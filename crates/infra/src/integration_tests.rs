//! Engine-level tests against the in-memory store.

use std::sync::Arc;
use std::time::Duration;

use crebit_core::AccountId;
use crebit_ledger::{TransactionCommand, TransactionKind};

use crate::engine::{EngineError, LedgerEngine};
use crate::store::in_memory::InMemoryLedgerStore;
use crate::store::LedgerStore;

fn ledger_with(
    accounts: &[(i64, i64, i64)],
) -> (Arc<InMemoryLedgerStore>, LedgerEngine<Arc<InMemoryLedgerStore>>) {
    let store = Arc::new(InMemoryLedgerStore::new());
    for (id, overdraft_limit, balance) in accounts {
        store
            .provision(AccountId::new(*id), *overdraft_limit, *balance)
            .unwrap();
    }
    (Arc::clone(&store), LedgerEngine::new(store))
}

fn credit(value: i64, description: &str) -> TransactionCommand {
    TransactionCommand {
        kind: TransactionKind::Credit,
        value,
        description: description.to_string(),
    }
}

fn debit(value: i64, description: &str) -> TransactionCommand {
    TransactionCommand {
        kind: TransactionKind::Debit,
        value,
        description: description.to_string(),
    }
}

#[tokio::test]
async fn debit_sequence_respects_overdraft_limit() {
    let (_, engine) = ledger_with(&[(1, 1000, 0)]);
    let id = AccountId::new(1);

    let view = engine.apply(id, debit(500, "rent")).await.unwrap();
    assert_eq!(view.balance, -500);
    assert_eq!(view.overdraft_limit, 1000);

    assert!(matches!(
        engine.apply(id, debit(600, "car")).await.unwrap_err(),
        EngineError::Rejected
    ));

    let view = engine.apply(id, debit(500, "food")).await.unwrap();
    assert_eq!(view.balance, -1000);
}

#[tokio::test]
async fn zero_limit_account_stops_at_zero() {
    let (_, engine) = ledger_with(&[(1, 0, 0)]);
    let id = AccountId::new(1);

    assert_eq!(engine.apply(id, credit(100, "topup")).await.unwrap().balance, 100);
    assert_eq!(engine.apply(id, debit(100, "spend")).await.unwrap().balance, 0);
    assert!(matches!(
        engine.apply(id, debit(1, "one")).await.unwrap_err(),
        EngineError::Rejected
    ));
}

#[tokio::test]
async fn debit_boundary_is_exact() {
    let (_, engine) = ledger_with(&[(1, 1000, 250)]);
    let id = AccountId::new(1);

    // value == balance + limit drains the account to exactly the floor.
    assert!(matches!(
        engine.apply(id, debit(1251, "over")).await.unwrap_err(),
        EngineError::Rejected
    ));
    assert_eq!(engine.apply(id, debit(1250, "all")).await.unwrap().balance, -1000);
}

#[tokio::test]
async fn rejected_debit_leaves_no_trace() {
    let (_, engine) = ledger_with(&[(1, 100, 0)]);
    let id = AccountId::new(1);

    engine.apply(id, credit(50, "seed")).await.unwrap();
    let before = engine.statement(id).await.unwrap();

    assert!(matches!(
        engine.apply(id, debit(500, "nope")).await.unwrap_err(),
        EngineError::Rejected
    ));

    let after = engine.statement(id).await.unwrap();
    assert_eq!(after.balance, before.balance);
    assert_eq!(after.recent, before.recent);
}

#[tokio::test]
async fn statement_is_idempotent_without_writes() {
    let (_, engine) = ledger_with(&[(1, 0, 0)]);
    let id = AccountId::new(1);

    engine.apply(id, credit(10, "a")).await.unwrap();
    engine.apply(id, credit(20, "b")).await.unwrap();

    let first = engine.statement(id).await.unwrap();
    let second = engine.statement(id).await.unwrap();
    assert_eq!(first.balance, second.balance);
    assert_eq!(first.overdraft_limit, second.overdraft_limit);
    assert_eq!(first.recent, second.recent);
}

#[tokio::test]
async fn statement_caps_at_ten_newest_first() {
    let (_, engine) = ledger_with(&[(1, 0, 0)]);
    let id = AccountId::new(1);

    for i in 1..=15i64 {
        engine.apply(id, credit(i, &format!("t{i:02}"))).await.unwrap();
    }

    let statement = engine.statement(id).await.unwrap();
    assert_eq!(statement.balance, (1..=15).sum::<i64>());
    assert_eq!(statement.recent.len(), 10);

    // Newest first: t15 down to t06.
    let descriptions: Vec<&str> = statement.recent.iter().map(|e| e.description.as_str()).collect();
    let expected: Vec<String> = (6..=15).rev().map(|i| format!("t{i:02}")).collect();
    assert_eq!(descriptions, expected.iter().map(String::as_str).collect::<Vec<_>>());

    // occurred_at is non-increasing down the list.
    for pair in statement.recent.windows(2) {
        assert!(pair[0].occurred_at >= pair[1].occurred_at);
    }
}

#[tokio::test(flavor = "multi_thread", worker_threads = 4)]
async fn concurrent_debits_never_break_the_floor() {
    let (_, engine) = ledger_with(&[(1, 100, 0)]);
    let engine = Arc::new(engine);
    let id = AccountId::new(1);

    let mut tasks = Vec::new();
    for i in 0..50 {
        let engine = Arc::clone(&engine);
        tasks.push(tokio::spawn(async move {
            engine.apply(id, debit(10, &format!("d{i:02}"))).await
        }));
    }

    let mut accepted = 0;
    let mut rejected = 0;
    for task in tasks {
        match task.await.unwrap() {
            Ok(view) => {
                accepted += 1;
                assert!(view.balance >= -100);
            }
            Err(EngineError::Rejected) => rejected += 1,
            Err(other) => panic!("unexpected outcome: {other}"),
        }
    }

    // Exactly ten debits of 10 fit between 0 and the floor of -100.
    assert_eq!(accepted, 10);
    assert_eq!(rejected, 40);

    let statement = engine.statement(id).await.unwrap();
    assert_eq!(statement.balance, -100);
    assert_eq!(statement.recent.len(), 10);
}

#[tokio::test(flavor = "multi_thread", worker_threads = 4)]
async fn concurrent_mixed_ops_sum_to_final_balance() {
    let (_, engine) = ledger_with(&[(1, 50, 0)]);
    let engine = Arc::new(engine);
    let id = AccountId::new(1);

    let mut tasks = Vec::new();
    for i in 0..20 {
        let engine = Arc::clone(&engine);
        tasks.push(tokio::spawn(async move {
            let command = if i % 2 == 0 {
                credit(5, "in")
            } else {
                debit(10, "out")
            };
            engine.apply(id, command.clone()).await.map(|_| command)
        }));
    }

    let mut expected: i64 = 0;
    for task in tasks {
        if let Ok(command) = task.await.unwrap() {
            expected += match command.kind {
                TransactionKind::Credit => command.value,
                TransactionKind::Debit => -command.value,
            };
        }
    }

    let statement = engine.statement(id).await.unwrap();
    assert_eq!(statement.balance, expected);
    assert!(statement.balance >= -50);
}

#[tokio::test(flavor = "multi_thread", worker_threads = 4)]
async fn statement_balance_always_matches_visible_entries() {
    // With at most eight entries ever written, every snapshot sees the full
    // log, so its balance must equal the sum of the entries it returns.
    let (_, engine) = ledger_with(&[(1, 0, 0)]);
    let engine = Arc::new(engine);
    let id = AccountId::new(1);

    let writer = {
        let engine = Arc::clone(&engine);
        tokio::spawn(async move {
            for i in 1..=8i64 {
                engine.apply(id, credit(i, "w")).await.unwrap();
            }
        })
    };

    for _ in 0..50 {
        let statement = engine.statement(id).await.unwrap();
        let visible: i64 = statement.recent.iter().map(|e| e.value).sum();
        assert_eq!(statement.balance, visible);
    }
    writer.await.unwrap();
}

#[tokio::test]
async fn contended_hold_times_out_as_unavailable() {
    let (store, engine) = ledger_with(&[(1, 0, 100)]);
    let engine = engine.with_lock_timeout(Duration::from_millis(20));
    let id = AccountId::new(1);

    let held = store.begin(id).await.unwrap();
    assert!(matches!(
        engine.apply(id, debit(10, "wait")).await.unwrap_err(),
        EngineError::Unavailable(_)
    ));

    // The failed attempt must not have written anything.
    held.abort().await;
    let statement = engine.statement(id).await.unwrap();
    assert_eq!(statement.balance, 100);
    assert!(statement.recent.is_empty());
}

#[tokio::test]
async fn invalid_input_never_reaches_the_store() {
    // No accounts provisioned: a store touch would surface NotFound.
    let (_, engine) = ledger_with(&[]);
    let id = AccountId::new(1);

    for command in [
        debit(0, "zero"),
        debit(-3, "negative"),
        credit(1, ""),
        credit(1, "elevenchars"),
    ] {
        assert!(matches!(
            engine.apply(id, command).await.unwrap_err(),
            EngineError::InvalidInput(_)
        ));
    }
}

#[tokio::test]
async fn unknown_account_is_not_found() {
    let (_, engine) = ledger_with(&[(1, 0, 0)]);
    let id = AccountId::new(404);

    assert!(matches!(
        engine.apply(id, credit(10, "x")).await.unwrap_err(),
        EngineError::NotFound
    ));
    assert!(matches!(
        engine.statement(id).await.unwrap_err(),
        EngineError::NotFound
    ));
}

Task to carry out: Copy out all lines of the material containing the word "pair".

Expected output:
    for pair in statement.recent.windows(2) {
        assert!(pair[0].occurred_at >= pair[1].occurred_at);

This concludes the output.